▶ Exercise instructions: Where a line of the data below has the string "ClassifierProtocol", copy that line.

Stored items
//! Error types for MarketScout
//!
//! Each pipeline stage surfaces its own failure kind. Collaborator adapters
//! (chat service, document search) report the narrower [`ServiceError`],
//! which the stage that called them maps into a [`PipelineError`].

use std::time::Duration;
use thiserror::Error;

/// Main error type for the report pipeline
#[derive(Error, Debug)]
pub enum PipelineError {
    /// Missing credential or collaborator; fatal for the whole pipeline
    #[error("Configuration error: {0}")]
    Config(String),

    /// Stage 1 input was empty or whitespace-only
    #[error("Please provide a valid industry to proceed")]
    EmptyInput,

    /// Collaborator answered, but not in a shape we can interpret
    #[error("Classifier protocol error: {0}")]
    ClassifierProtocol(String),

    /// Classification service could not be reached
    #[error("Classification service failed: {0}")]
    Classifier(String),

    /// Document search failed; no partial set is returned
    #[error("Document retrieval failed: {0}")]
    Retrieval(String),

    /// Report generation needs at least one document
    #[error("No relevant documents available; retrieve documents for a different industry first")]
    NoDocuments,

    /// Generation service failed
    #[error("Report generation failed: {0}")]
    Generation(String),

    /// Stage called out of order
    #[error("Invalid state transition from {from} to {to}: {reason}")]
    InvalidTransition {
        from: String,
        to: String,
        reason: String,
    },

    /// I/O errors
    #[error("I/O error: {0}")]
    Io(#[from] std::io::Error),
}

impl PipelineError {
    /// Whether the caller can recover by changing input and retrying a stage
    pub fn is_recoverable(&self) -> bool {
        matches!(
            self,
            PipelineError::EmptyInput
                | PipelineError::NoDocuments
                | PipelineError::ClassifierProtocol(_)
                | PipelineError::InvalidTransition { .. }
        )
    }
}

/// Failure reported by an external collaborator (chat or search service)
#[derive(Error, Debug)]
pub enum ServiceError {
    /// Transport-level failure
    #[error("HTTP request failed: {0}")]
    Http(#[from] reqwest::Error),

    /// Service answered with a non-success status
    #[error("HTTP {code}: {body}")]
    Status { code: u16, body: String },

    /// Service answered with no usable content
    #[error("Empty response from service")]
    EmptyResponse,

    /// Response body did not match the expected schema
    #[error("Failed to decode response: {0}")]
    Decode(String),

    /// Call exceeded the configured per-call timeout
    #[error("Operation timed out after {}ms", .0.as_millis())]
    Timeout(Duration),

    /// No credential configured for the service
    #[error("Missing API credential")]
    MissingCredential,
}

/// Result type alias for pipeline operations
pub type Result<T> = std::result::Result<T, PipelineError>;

▶ Answer to this task:
    ClassifierProtocol(String),
                | PipelineError::ClassifierProtocol(_)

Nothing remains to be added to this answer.